→ EXERCISE DESCRIPTION
Among the lines listed below, count those that include the string "extraction", and state only the count.

Saved entries

···

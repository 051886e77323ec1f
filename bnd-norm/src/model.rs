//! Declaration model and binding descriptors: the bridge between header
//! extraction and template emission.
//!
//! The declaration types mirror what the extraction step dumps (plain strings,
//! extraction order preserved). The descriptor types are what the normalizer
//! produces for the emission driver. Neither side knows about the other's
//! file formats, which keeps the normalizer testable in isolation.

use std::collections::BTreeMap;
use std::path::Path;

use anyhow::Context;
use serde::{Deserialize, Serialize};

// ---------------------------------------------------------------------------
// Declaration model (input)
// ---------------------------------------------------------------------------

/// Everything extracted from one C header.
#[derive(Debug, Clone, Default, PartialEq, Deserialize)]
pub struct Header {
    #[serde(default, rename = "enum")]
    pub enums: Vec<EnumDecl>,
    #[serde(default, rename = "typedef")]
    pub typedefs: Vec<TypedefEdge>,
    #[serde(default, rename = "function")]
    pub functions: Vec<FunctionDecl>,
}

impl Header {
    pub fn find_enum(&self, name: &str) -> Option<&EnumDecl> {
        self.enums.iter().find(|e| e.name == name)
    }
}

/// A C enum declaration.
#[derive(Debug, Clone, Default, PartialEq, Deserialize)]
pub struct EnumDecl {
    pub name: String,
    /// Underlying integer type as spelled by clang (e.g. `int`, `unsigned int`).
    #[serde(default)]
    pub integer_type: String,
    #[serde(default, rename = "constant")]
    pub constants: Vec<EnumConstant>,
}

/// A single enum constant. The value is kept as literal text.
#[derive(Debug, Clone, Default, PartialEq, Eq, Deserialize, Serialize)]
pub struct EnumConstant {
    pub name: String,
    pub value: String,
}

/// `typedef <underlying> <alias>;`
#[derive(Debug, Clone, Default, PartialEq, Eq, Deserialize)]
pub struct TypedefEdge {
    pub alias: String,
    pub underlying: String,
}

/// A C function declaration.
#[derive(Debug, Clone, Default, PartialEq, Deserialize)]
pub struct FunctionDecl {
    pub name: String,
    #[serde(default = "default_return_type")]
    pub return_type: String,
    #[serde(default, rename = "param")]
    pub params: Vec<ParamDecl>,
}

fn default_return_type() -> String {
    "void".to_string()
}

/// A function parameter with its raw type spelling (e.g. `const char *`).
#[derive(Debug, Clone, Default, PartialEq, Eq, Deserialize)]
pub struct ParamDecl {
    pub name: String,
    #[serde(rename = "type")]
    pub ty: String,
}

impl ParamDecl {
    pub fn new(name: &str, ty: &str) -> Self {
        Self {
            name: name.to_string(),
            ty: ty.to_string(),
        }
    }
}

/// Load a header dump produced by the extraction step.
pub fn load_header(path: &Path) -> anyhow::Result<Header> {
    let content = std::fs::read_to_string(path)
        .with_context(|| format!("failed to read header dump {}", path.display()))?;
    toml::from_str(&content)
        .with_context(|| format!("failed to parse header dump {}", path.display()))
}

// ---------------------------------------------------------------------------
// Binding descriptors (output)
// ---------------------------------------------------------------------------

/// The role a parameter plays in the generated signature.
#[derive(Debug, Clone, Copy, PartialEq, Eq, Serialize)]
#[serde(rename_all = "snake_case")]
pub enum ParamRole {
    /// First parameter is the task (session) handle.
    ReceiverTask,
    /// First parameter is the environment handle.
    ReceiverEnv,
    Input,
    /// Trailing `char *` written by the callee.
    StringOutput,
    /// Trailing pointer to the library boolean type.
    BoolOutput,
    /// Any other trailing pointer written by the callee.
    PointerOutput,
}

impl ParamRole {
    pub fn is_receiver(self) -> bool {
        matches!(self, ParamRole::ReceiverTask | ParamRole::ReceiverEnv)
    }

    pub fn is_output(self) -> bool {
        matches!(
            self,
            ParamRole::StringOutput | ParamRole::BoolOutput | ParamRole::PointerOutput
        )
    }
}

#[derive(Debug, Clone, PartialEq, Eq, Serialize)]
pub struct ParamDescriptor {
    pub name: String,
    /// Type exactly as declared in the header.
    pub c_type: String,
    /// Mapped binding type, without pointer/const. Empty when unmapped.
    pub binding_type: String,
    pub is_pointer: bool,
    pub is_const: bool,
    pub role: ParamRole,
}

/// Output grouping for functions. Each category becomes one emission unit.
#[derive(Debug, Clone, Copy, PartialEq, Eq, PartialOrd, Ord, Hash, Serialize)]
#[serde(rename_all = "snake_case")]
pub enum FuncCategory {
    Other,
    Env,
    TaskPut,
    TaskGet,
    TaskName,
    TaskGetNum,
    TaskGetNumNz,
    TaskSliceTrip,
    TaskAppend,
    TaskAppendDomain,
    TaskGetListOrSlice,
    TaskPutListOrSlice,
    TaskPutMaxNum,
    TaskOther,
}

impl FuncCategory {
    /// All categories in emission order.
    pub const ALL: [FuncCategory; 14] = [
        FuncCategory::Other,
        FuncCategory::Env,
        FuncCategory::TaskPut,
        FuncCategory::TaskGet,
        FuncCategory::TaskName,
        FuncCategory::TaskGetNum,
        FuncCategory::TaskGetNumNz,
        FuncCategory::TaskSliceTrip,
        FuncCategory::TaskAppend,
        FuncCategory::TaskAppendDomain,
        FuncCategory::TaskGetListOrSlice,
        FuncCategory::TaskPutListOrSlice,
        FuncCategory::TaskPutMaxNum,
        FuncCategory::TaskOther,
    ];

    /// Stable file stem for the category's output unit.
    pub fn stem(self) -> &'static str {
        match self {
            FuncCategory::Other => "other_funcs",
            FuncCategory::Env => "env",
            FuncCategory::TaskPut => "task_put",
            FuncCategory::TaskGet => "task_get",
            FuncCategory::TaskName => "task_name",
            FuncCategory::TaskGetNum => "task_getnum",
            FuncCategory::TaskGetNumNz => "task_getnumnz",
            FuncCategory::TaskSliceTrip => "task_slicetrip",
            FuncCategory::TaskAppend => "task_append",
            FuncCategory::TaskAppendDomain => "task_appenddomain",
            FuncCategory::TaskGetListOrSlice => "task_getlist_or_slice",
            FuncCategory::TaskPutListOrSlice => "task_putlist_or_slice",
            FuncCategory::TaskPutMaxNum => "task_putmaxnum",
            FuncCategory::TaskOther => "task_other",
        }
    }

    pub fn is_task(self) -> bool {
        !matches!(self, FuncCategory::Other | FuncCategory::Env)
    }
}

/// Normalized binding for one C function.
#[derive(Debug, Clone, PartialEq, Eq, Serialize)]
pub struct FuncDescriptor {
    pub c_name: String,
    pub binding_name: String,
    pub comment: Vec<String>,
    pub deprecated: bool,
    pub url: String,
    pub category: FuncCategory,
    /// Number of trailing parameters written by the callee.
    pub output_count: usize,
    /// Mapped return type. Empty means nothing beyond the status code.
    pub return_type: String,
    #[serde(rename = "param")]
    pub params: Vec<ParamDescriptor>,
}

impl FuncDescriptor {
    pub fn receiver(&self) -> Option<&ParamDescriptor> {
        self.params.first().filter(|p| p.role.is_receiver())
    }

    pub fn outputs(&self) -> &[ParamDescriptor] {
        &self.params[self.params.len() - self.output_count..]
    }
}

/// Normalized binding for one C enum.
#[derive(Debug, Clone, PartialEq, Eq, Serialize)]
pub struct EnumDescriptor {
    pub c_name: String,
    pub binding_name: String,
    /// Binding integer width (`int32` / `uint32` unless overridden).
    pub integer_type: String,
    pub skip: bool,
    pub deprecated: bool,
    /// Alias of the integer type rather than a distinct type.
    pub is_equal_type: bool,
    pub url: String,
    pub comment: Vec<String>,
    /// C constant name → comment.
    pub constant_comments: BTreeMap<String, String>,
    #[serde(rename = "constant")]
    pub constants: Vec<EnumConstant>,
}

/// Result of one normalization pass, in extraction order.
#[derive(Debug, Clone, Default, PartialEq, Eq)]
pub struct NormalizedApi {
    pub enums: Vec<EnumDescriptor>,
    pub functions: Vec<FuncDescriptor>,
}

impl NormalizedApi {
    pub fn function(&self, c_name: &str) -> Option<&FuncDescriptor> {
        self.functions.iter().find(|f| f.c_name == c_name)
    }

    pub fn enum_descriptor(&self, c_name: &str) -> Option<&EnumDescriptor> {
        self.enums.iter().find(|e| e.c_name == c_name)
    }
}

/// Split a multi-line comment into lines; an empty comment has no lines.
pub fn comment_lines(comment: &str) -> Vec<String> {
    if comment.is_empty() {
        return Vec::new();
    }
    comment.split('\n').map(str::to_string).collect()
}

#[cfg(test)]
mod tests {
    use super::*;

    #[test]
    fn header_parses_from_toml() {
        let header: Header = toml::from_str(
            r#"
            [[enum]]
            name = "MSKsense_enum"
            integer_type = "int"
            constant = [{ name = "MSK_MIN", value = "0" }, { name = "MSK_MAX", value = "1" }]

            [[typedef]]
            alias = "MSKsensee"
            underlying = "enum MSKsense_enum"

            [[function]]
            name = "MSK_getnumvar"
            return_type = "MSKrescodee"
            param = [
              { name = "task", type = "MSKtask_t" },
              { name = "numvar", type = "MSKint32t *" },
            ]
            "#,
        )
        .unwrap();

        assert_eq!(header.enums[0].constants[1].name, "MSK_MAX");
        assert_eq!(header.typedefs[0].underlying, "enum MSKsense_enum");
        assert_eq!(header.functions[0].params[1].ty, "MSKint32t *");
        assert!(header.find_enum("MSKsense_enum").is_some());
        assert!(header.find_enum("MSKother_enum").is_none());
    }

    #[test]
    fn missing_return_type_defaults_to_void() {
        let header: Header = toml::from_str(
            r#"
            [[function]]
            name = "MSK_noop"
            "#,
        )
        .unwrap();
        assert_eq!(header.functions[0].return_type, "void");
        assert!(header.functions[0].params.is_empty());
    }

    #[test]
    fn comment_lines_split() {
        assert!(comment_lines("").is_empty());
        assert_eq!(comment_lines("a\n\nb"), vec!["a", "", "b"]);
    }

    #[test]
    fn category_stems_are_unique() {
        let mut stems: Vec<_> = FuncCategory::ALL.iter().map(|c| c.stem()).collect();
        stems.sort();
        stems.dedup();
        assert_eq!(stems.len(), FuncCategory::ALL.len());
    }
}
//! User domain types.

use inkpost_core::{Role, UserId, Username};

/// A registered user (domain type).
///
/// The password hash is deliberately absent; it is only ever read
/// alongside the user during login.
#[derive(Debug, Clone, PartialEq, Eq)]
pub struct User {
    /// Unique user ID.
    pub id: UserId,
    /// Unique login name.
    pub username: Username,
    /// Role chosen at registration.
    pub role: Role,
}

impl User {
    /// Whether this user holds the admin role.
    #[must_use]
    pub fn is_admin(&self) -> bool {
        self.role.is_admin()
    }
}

···

→ SOLUTION
5